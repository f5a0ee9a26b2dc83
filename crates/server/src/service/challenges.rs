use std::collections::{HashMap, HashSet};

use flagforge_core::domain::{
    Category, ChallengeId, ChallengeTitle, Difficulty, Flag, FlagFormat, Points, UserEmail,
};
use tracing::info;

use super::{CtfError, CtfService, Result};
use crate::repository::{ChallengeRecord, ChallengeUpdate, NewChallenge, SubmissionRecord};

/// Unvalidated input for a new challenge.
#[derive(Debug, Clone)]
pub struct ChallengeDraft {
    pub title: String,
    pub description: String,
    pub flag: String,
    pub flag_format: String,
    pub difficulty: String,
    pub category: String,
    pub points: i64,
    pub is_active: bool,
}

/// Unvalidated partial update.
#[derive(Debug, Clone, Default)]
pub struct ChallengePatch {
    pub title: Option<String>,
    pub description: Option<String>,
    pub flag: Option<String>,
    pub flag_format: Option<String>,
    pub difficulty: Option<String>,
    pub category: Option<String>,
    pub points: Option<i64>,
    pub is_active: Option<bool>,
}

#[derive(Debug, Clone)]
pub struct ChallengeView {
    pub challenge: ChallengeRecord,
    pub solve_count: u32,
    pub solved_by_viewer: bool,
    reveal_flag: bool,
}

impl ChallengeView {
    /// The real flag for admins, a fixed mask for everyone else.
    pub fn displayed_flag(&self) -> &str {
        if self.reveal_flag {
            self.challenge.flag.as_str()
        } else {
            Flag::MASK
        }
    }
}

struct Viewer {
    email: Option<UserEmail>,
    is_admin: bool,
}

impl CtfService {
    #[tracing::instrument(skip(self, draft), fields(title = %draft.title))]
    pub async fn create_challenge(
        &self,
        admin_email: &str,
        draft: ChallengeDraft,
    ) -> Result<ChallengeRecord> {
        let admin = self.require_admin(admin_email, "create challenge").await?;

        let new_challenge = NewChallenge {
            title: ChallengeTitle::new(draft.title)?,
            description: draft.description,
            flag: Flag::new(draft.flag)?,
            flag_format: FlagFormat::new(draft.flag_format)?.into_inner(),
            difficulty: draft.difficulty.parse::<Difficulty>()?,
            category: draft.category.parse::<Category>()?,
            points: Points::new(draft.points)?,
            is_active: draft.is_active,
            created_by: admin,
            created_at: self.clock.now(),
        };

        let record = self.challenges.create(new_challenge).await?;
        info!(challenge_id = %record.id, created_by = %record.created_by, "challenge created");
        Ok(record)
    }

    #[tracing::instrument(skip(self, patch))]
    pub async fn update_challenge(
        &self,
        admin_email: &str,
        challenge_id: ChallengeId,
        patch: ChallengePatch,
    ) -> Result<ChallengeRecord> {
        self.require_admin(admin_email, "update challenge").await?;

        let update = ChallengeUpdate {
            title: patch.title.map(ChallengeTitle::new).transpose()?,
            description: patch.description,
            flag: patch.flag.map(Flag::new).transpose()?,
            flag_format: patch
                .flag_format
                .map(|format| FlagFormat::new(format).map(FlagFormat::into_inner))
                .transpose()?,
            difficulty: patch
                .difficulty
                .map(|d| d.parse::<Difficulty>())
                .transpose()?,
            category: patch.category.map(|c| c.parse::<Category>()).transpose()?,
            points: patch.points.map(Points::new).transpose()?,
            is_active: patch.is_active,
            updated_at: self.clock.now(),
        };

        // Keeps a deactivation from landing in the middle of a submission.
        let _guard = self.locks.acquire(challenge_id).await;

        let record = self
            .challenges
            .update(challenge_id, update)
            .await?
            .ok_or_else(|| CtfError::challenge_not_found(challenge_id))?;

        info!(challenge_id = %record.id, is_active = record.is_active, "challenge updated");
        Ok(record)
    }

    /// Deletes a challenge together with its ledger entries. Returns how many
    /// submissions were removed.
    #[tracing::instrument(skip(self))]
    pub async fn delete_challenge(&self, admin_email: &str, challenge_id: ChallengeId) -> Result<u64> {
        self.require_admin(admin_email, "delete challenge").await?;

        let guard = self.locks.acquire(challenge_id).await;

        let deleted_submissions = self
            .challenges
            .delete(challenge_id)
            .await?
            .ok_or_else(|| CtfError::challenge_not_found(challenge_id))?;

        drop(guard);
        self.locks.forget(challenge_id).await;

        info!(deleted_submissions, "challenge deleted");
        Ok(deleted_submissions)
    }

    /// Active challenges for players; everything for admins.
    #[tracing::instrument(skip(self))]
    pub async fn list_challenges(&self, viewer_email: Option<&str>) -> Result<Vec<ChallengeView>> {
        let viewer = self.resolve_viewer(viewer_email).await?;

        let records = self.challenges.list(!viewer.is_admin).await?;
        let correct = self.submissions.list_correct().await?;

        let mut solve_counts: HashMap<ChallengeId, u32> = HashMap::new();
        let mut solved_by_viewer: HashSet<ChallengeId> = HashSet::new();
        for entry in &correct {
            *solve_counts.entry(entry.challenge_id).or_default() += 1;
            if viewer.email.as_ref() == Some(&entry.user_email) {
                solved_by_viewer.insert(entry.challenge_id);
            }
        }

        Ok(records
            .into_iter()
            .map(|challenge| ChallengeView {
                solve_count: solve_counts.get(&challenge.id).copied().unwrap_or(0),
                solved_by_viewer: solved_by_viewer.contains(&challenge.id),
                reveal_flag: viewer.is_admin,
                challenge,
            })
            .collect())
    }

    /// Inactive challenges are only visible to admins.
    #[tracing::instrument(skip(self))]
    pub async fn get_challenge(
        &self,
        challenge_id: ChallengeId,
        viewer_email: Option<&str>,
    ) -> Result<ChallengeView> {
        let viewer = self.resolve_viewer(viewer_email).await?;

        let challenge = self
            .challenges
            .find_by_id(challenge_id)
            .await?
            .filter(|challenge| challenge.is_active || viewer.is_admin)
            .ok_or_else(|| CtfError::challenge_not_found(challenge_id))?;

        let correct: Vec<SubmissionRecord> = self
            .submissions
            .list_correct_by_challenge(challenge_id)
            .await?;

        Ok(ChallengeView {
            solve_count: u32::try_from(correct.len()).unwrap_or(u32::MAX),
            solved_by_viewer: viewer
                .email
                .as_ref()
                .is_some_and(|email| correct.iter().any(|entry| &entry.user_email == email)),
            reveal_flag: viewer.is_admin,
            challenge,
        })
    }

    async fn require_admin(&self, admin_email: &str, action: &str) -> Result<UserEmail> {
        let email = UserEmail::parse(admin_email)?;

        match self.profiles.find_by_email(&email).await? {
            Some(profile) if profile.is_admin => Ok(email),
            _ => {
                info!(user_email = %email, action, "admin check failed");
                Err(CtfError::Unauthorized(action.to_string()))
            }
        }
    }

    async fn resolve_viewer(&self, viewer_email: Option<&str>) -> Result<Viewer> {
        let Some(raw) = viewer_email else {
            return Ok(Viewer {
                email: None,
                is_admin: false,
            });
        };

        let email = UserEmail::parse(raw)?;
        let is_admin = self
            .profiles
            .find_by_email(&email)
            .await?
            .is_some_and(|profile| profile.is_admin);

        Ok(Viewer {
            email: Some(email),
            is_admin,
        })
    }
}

> [EXERCISE AIM]
For this exercise, please output exactly the lines above starting at the line with "visible to admins." and ending at the line with "let is_admin = self", ends included.

> [EXERCISE SOLUTION]
    /// Inactive challenges are only visible to admins.
    #[tracing::instrument(skip(self))]
    pub async fn get_challenge(
        &self,
        challenge_id: ChallengeId,
        viewer_email: Option<&str>,
    ) -> Result<ChallengeView> {
        let viewer = self.resolve_viewer(viewer_email).await?;

        let challenge = self
            .challenges
            .find_by_id(challenge_id)
            .await?
            .filter(|challenge| challenge.is_active || viewer.is_admin)
            .ok_or_else(|| CtfError::challenge_not_found(challenge_id))?;

        let correct: Vec<SubmissionRecord> = self
            .submissions
            .list_correct_by_challenge(challenge_id)
            .await?;

        Ok(ChallengeView {
            solve_count: u32::try_from(correct.len()).unwrap_or(u32::MAX),
            solved_by_viewer: viewer
                .email
                .as_ref()
                .is_some_and(|email| correct.iter().any(|entry| &entry.user_email == email)),
            reveal_flag: viewer.is_admin,
            challenge,
        })
    }

    async fn require_admin(&self, admin_email: &str, action: &str) -> Result<UserEmail> {
        let email = UserEmail::parse(admin_email)?;

        match self.profiles.find_by_email(&email).await? {
            Some(profile) if profile.is_admin => Ok(email),
            _ => {
                info!(user_email = %email, action, "admin check failed");
                Err(CtfError::Unauthorized(action.to_string()))
            }
        }
    }

    async fn resolve_viewer(&self, viewer_email: Option<&str>) -> Result<Viewer> {
        let Some(raw) = viewer_email else {
            return Ok(Viewer {
                email: None,
                is_admin: false,
            });
        };

        let email = UserEmail::parse(raw)?;
        let is_admin = self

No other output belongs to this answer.